Stored data entries

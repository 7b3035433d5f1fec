use std::any::Any;
use std::fmt;
use std::panic::{AssertUnwindSafe, catch_unwind};
use std::sync::Arc;

use chrono::{DateTime, SecondsFormat, TimeDelta, Utc};

use crate::pick::{ConvertErrorKind, Value};

/// Capabilities a caller-defined type exposes to the conversion engine.
///
/// A foreign value is typically a newtype over a basic value (an enum code stored
/// as `u8`, a unit-tagged number, ...). [`to_basic`](Self::to_basic) reduces it
/// to the core alphabet so every scalar conversion applies to it.
pub trait ForeignValue: fmt::Debug + Send + Sync + 'static {
	/// Type name reported in conversion errors.
	fn type_name(&self) -> &str;

	/// Underlying basic value, or `None` when the type does not alias one.
	fn to_basic(&self) -> Option<Value>;

	/// JSON rendering; defaults to the basic value's rendering.
	fn to_json(&self) -> Option<serde_json::Value> {
		None
	}

	/// Equality against another foreign payload of any type.
	fn eq_foreign(&self, other: &dyn Any) -> bool {
		let _ = other;
		false
	}
}

/// Shared handle to a [`ForeignValue`].
#[derive(Clone)]
pub struct Foreign {
	value: Arc<dyn ForeignValue>,
	any: Arc<dyn Any + Send + Sync>,
}

impl Foreign {
	/// Wrap a foreign payload.
	pub fn new<T: ForeignValue>(value: T) -> Self {
		let shared = Arc::new(value);
		Self {
			value: shared.clone(),
			any: shared,
		}
	}

	/// Type name of the payload.
	pub fn type_name(&self) -> &str {
		self.value.type_name()
	}

	/// Borrow the payload as `T` when it has that concrete type.
	pub fn downcast_ref<T: 'static>(&self) -> Option<&T> {
		self.any.downcast_ref::<T>()
	}

	/// Underlying basic value, with payload panics reported as errors.
	pub fn to_basic(&self) -> Result<Option<Value>, ConvertErrorKind> {
		guard(|| self.value.to_basic())
	}

	/// JSON rendering of the payload.
	pub fn to_json(&self) -> serde_json::Value {
		if let Ok(Some(json)) = guard(|| self.value.to_json()) {
			return json;
		}
		match self.to_basic() {
			Ok(Some(basic)) => basic.to_json(),
			_ => serde_json::Value::Null,
		}
	}
}

impl fmt::Debug for Foreign {
	fn fmt(&self, f: &mut fmt::Formatter<'_>) -> fmt::Result {
		f.debug_tuple("Foreign").field(&self.value).finish()
	}
}

impl PartialEq for Foreign {
	fn eq(&self, other: &Self) -> bool {
		if Arc::ptr_eq(&self.any, &other.any) || self.value.eq_foreign(other.any.as_ref()) {
			return true;
		}
		if self.type_name() != other.type_name() {
			return false;
		}
		matches!((self.to_basic(), other.to_basic()), (Ok(Some(lhs)), Ok(Some(rhs))) if lhs == rhs)
	}
}

/// Run a caller-supplied hook, turning a panic into [`ConvertErrorKind::RecoveredPanic`].
pub(crate) fn guard<T>(hook: impl FnOnce() -> T) -> Result<T, ConvertErrorKind> {
	catch_unwind(AssertUnwindSafe(hook)).map_err(|payload| {
		let message = payload
			.downcast_ref::<&str>()
			.map(|text| (*text).to_owned())
			.or_else(|| payload.downcast_ref::<String>().cloned())
			.unwrap_or_else(|| "unknown panic payload".to_owned());
		log::debug!("foreign hook panicked: {message}");
		ConvertErrorKind::RecoveredPanic(message)
	})
}

impl ForeignValue for DateTime<Utc> {
	fn type_name(&self) -> &str {
		"DateTime<Utc>"
	}

	fn to_basic(&self) -> Option<Value> {
		None
	}

	fn to_json(&self) -> Option<serde_json::Value> {
		Some(serde_json::Value::String(self.to_rfc3339_opts(SecondsFormat::AutoSi, true)))
	}

	fn eq_foreign(&self, other: &dyn Any) -> bool {
		other.downcast_ref::<Self>().is_some_and(|other| other == self)
	}
}

impl ForeignValue for TimeDelta {
	fn type_name(&self) -> &str {
		"TimeDelta"
	}

	/// Durations reduce to their nanosecond count.
	fn to_basic(&self) -> Option<Value> {
		self.num_nanoseconds().map(Value::I64)
	}
}
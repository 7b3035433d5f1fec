use std::borrow::Cow;

use crate::pick::{Convert, Converter, Path, Result, Target, Traverser, Value};

/// Parse, retrieve, and convert in one call.
///
/// Each phase keeps its own error variant in [`PickError`](crate::pick::PickError),
/// so callers can tell a missing field from a bad conversion.
#[derive(Debug, Clone, Default)]
pub struct Picker {
	/// Traverser; its converter also converts the retrieved leaf.
	pub traverser: Traverser,
}

impl Picker {
	/// Picker over `traverser`.
	pub fn new(traverser: Traverser) -> Self {
		Self { traverser }
	}

	/// Converter applied to retrieved leaves.
	pub fn converter(&self) -> &Converter {
		&self.traverser.converter
	}

	/// Leaf at `path` without conversion.
	pub fn get<'v>(&self, root: &'v Value, path: &str) -> Result<Cow<'v, Value>> {
		self.get_at(root, &Path::parse(path)?)
	}

	/// Leaf at an already parsed `path` without conversion.
	pub fn get_at<'v>(&self, root: &'v Value, path: &Path) -> Result<Cow<'v, Value>> {
		Ok(self.traverser.retrieve(root, path)?)
	}

	/// Leaf at `path` converted into `T`.
	pub fn pick<T: Convert>(&self, root: &Value, path: &str) -> Result<T> {
		let leaf = self.get(root, path)?;
		Ok(self.converter().convert_to(&leaf)?)
	}

	/// Like [`pick`](Self::pick), but a missing field yields `None`.
	pub fn pick_opt<T: Convert>(&self, root: &Value, path: &str) -> Result<Option<T>> {
		match self.pick(root, path) {
			Ok(value) => Ok(Some(value)),
			Err(err) if err.is_not_found() => Ok(None),
			Err(err) => Err(err),
		}
	}

	/// Like [`pick`](Self::pick), but recoverable conversion errors yield their best-effort value.
	pub fn pick_lossy<T: Convert>(&self, root: &Value, path: &str) -> Result<T> {
		let leaf = self.get(root, path)?;
		Ok(self.converter().convert_lossy(&leaf)?)
	}

	/// Leaf at `path` converted into `target`.
	pub fn pick_value(&self, root: &Value, path: &str, target: Target) -> Result<Value> {
		self.pick_value_at(root, &Path::parse(path)?, target)
	}

	/// Leaf at an already parsed `path` converted into `target`.
	pub fn pick_value_at(&self, root: &Value, path: &Path, target: Target) -> Result<Value> {
		let leaf = self.get_at(root, path)?;
		Ok(self.converter().convert_value(&leaf, target)?)
	}

	/// Elements of the sequence at `path`, each converted into `T`.
	pub fn pick_each<T: Convert>(&self, root: &Value, path: &str) -> Result<Vec<T>> {
		let path = Path::parse(path)?;
		let elements = self.traverser.elements(root, &path)?;
		let mut out = Vec::with_capacity(elements.len());
		for element in &elements {
			out.push(self.converter().convert_to(element)?);
		}
		Ok(out)
	}
}

/// Leaf at `path` converted into `T`, with default options.
pub fn pick<T: Convert>(root: &Value, path: &str) -> Result<T> {
	Picker::default().pick(root, path)
}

• EXERCISE: Reproduce every line above without error.

• SOLUTION TO THIS TASK:
repository 7b3035433d5f1fec
use std::any::Any;
use std::fmt;
use std::panic::{AssertUnwindSafe, catch_unwind};
use std::sync::Arc;

use chrono::{DateTime, SecondsFormat, TimeDelta, Utc};

use crate::pick::{ConvertErrorKind, Value};

/// Capabilities a caller-defined type exposes to the conversion engine.
///
/// A foreign value is typically a newtype over a basic value (an enum code stored
/// as `u8`, a unit-tagged number, ...). [`to_basic`](Self::to_basic) reduces it
/// to the core alphabet so every scalar conversion applies to it.
pub trait ForeignValue: fmt::Debug + Send + Sync + 'static {
	/// Type name reported in conversion errors.
	fn type_name(&self) -> &str;

	/// Underlying basic value, or `None` when the type does not alias one.
	fn to_basic(&self) -> Option<Value>;

	/// JSON rendering; defaults to the basic value's rendering.
	fn to_json(&self) -> Option<serde_json::Value> {
		None
	}

	/// Equality against another foreign payload of any type.
	fn eq_foreign(&self, other: &dyn Any) -> bool {
		let _ = other;
		false
	}
}

/// Shared handle to a [`ForeignValue`].
#[derive(Clone)]
pub struct Foreign {
	value: Arc<dyn ForeignValue>,
	any: Arc<dyn Any + Send + Sync>,
}

impl Foreign {
	/// Wrap a foreign payload.
	pub fn new<T: ForeignValue>(value: T) -> Self {
		let shared = Arc::new(value);
		Self {
			value: shared.clone(),
			any: shared,
		}
	}

	/// Type name of the payload.
	pub fn type_name(&self) -> &str {
		self.value.type_name()
	}

	/// Borrow the payload as `T` when it has that concrete type.
	pub fn downcast_ref<T: 'static>(&self) -> Option<&T> {
		self.any.downcast_ref::<T>()
	}

	/// Underlying basic value, with payload panics reported as errors.
	pub fn to_basic(&self) -> Result<Option<Value>, ConvertErrorKind> {
		guard(|| self.value.to_basic())
	}

	/// JSON rendering of the payload.
	pub fn to_json(&self) -> serde_json::Value {
		if let Ok(Some(json)) = guard(|| self.value.to_json()) {
			return json;
		}
		match self.to_basic() {
			Ok(Some(basic)) => basic.to_json(),
			_ => serde_json::Value::Null,
		}
	}
}

impl fmt::Debug for Foreign {
	fn fmt(&self, f: &mut fmt::Formatter<'_>) -> fmt::Result {
		f.debug_tuple("Foreign").field(&self.value).finish()
	}
}

impl PartialEq for Foreign {
	fn eq(&self, other: &Self) -> bool {
		if Arc::ptr_eq(&self.any, &other.any) || self.value.eq_foreign(other.any.as_ref()) {
			return true;
		}
		if self.type_name() != other.type_name() {
			return false;
		}
		matches!((self.to_basic(), other.to_basic()), (Ok(Some(lhs)), Ok(Some(rhs))) if lhs == rhs)
	}
}

/// Run a caller-supplied hook, turning a panic into [`ConvertErrorKind::RecoveredPanic`].
pub(crate) fn guard<T>(hook: impl FnOnce() -> T) -> Result<T, ConvertErrorKind> {
	catch_unwind(AssertUnwindSafe(hook)).map_err(|payload| {
		let message = payload
			.downcast_ref::<&str>()
			.map(|text| (*text).to_owned())
			.or_else(|| payload.downcast_ref::<String>().cloned())
			.unwrap_or_else(|| "unknown panic payload".to_owned());
		log::debug!("foreign hook panicked: {message}");
		ConvertErrorKind::RecoveredPanic(message)
	})
}

impl ForeignValue for DateTime<Utc> {
	fn type_name(&self) -> &str {
		"DateTime<Utc>"
	}

	fn to_basic(&self) -> Option<Value> {
		None
	}

	fn to_json(&self) -> Option<serde_json::Value> {
		Some(serde_json::Value::String(self.to_rfc3339_opts(SecondsFormat::AutoSi, true)))
	}

	fn eq_foreign(&self, other: &dyn Any) -> bool {
		other.downcast_ref::<Self>().is_some_and(|other| other == self)
	}
}

impl ForeignValue for TimeDelta {
	fn type_name(&self) -> &str {
		"TimeDelta"
	}

	/// Durations reduce to their nanosecond count.
	fn to_basic(&self) -> Option<Value> {
		self.num_nanoseconds().map(Value::I64)
	}
}
repository 7b3035433d5f1fec
use std::borrow::Cow;

use crate::pick::{Convert, Converter, Path, Result, Target, Traverser, Value};

/// Parse, retrieve, and convert in one call.
///
/// Each phase keeps its own error variant in [`PickError`](crate::pick::PickError),
/// so callers can tell a missing field from a bad conversion.
#[derive(Debug, Clone, Default)]
pub struct Picker {
	/// Traverser; its converter also converts the retrieved leaf.
	pub traverser: Traverser,
}

impl Picker {
	/// Picker over `traverser`.
	pub fn new(traverser: Traverser) -> Self {
		Self { traverser }
	}

	/// Converter applied to retrieved leaves.
	pub fn converter(&self) -> &Converter {
		&self.traverser.converter
	}

	/// Leaf at `path` without conversion.
	pub fn get<'v>(&self, root: &'v Value, path: &str) -> Result<Cow<'v, Value>> {
		self.get_at(root, &Path::parse(path)?)
	}

	/// Leaf at an already parsed `path` without conversion.
	pub fn get_at<'v>(&self, root: &'v Value, path: &Path) -> Result<Cow<'v, Value>> {
		Ok(self.traverser.retrieve(root, path)?)
	}

	/// Leaf at `path` converted into `T`.
	pub fn pick<T: Convert>(&self, root: &Value, path: &str) -> Result<T> {
		let leaf = self.get(root, path)?;
		Ok(self.converter().convert_to(&leaf)?)
	}

	/// Like [`pick`](Self::pick), but a missing field yields `None`.
	pub fn pick_opt<T: Convert>(&self, root: &Value, path: &str) -> Result<Option<T>> {
		match self.pick(root, path) {
			Ok(value) => Ok(Some(value)),
			Err(err) if err.is_not_found() => Ok(None),
			Err(err) => Err(err),
		}
	}

	/// Like [`pick`](Self::pick), but recoverable conversion errors yield their best-effort value.
	pub fn pick_lossy<T: Convert>(&self, root: &Value, path: &str) -> Result<T> {
		let leaf = self.get(root, path)?;
		Ok(self.converter().convert_lossy(&leaf)?)
	}

	/// Leaf at `path` converted into `target`.
	pub fn pick_value(&self, root: &Value, path: &str, target: Target) -> Result<Value> {
		self.pick_value_at(root, &Path::parse(path)?, target)
	}

	/// Leaf at an already parsed `path` converted into `target`.
	pub fn pick_value_at(&self, root: &Value, path: &Path, target: Target) -> Result<Value> {
		let leaf = self.get_at(root, path)?;
		Ok(self.converter().convert_value(&leaf, target)?)
	}

	/// Elements of the sequence at `path`, each converted into `T`.
	pub fn pick_each<T: Convert>(&self, root: &Value, path: &str) -> Result<Vec<T>> {
		let path = Path::parse(path)?;
		let elements = self.traverser.elements(root, &path)?;
		let mut out = Vec::with_capacity(elements.len());
		for element in &elements {
			out.push(self.converter().convert_to(element)?);
		}
		Ok(out)
	}
}

/// Leaf at `path` converted into `T`, with default options.
pub fn pick<T: Convert>(root: &Value, path: &str) -> Result<T> {
	Picker::default().pick(root, path)
}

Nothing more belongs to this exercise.